A $14 million settlement agreement in a class-action lawsuit alleging fraud and deceptive practices in marketing electric power to Maine customers is set for a final approval hearing in U.S. District Court on Wednesday, but the issue remains active before state utility regulators and lawmakers.

The lawsuit alleges the company promised in its marketing that customers would pay no more than the state-sponsored “standard offer” price for electricity, but then it increased rates sharply – to well above the standard offer price – after an initial period with lower rates.

Electricity Maine has agreed to pay up to $14 million in damages to customers who collectively spent millions of dollars more than they would have between 2011 and 2019 if they had stayed on the standard offer supply. Still, the company and its Houston, Texas-based corporate owner, Spark Energy, deny the allegations of wrongdoing.

Meanwhile, Electricity Maine is in negotiations to settle similar charges at the Maine Public Utilities Commission.
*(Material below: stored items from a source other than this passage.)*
use criterion::{BenchmarkId, Criterion, black_box, criterion_group, criterion_main};
use lustre_core::{enhance_inline_images, extract_og_metadata, extract_page_images, match_and_upgrade_url, resolve_highest};

fn lazy_content(images: usize) -> String {
    (0..images)
        .map(|i| {
            format!(
                r#"<p>Paragraph {i} with some text.</p><img data-src="https://cdn.example.com/{i}.jpg" srcset="https://cdn.example.com/{i}-320.jpg 320w, https://cdn.example.com/{i}-1280.jpg 1280w, https://cdn.example.com/{i}-2560.jpg 2560w" loading="lazy" alt="Image {i}">"#
            )
        })
        .collect()
}

fn bench_inline(c: &mut Criterion) {
    let mut group = c.benchmark_group("inline");

    for images in [1, 10, 100] {
        let html = lazy_content(images);
        group.bench_with_input(BenchmarkId::new("images", images), &html, |b, html| {
            b.iter(|| enhance_inline_images(black_box(html)))
        });
    }

    group.finish();
}

fn bench_srcset(c: &mut Criterion) {
    let srcset = "a.jpg 320w, b.jpg 640w, c.jpg 1280w, d.jpg 1x, e.jpg 2x, f.jpg";
    c.bench_function("resolve_highest", |b| b.iter(|| resolve_highest(black_box(srcset))));
}

fn bench_page(c: &mut Criterion) {
    let html = std::fs::read_to_string("../../tests/fixtures/article_page.html").unwrap();

    c.bench_function("extract_og_metadata", |b| b.iter(|| extract_og_metadata(black_box(&html))));

    let page = format!("<html><body>{}</body></html>", lazy_content(50).replace("data-src", "src"));
    let images = extract_page_images(&page);
    c.bench_function("match_and_upgrade_url", |b| {
        b.iter(|| match_and_upgrade_url(black_box("https://cdn.example.com/49-320.jpg"), black_box(&images)))
    });
}

criterion_group!(benches, bench_inline, bench_srcset, bench_page);
criterion_main!(benches);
In the state case, the Maine Public Advocate’s Office is asking the PUC to fine Electricity Maine at least $1 million and suspend its operating license for a year, saying the energy provider engaged in fraudulent and deceptive marketing practices.

Kira Jordan, a vice president at Spark Energy, said Tuesday that the company doesn’t comment on pending regulatory matters. But she said that Electricity Maine is committed to supplying power in full compliance with all laws and regulations.

“We continue cooperating with the Maine Public Utilities Commission on any outstanding matters,” Jordan said.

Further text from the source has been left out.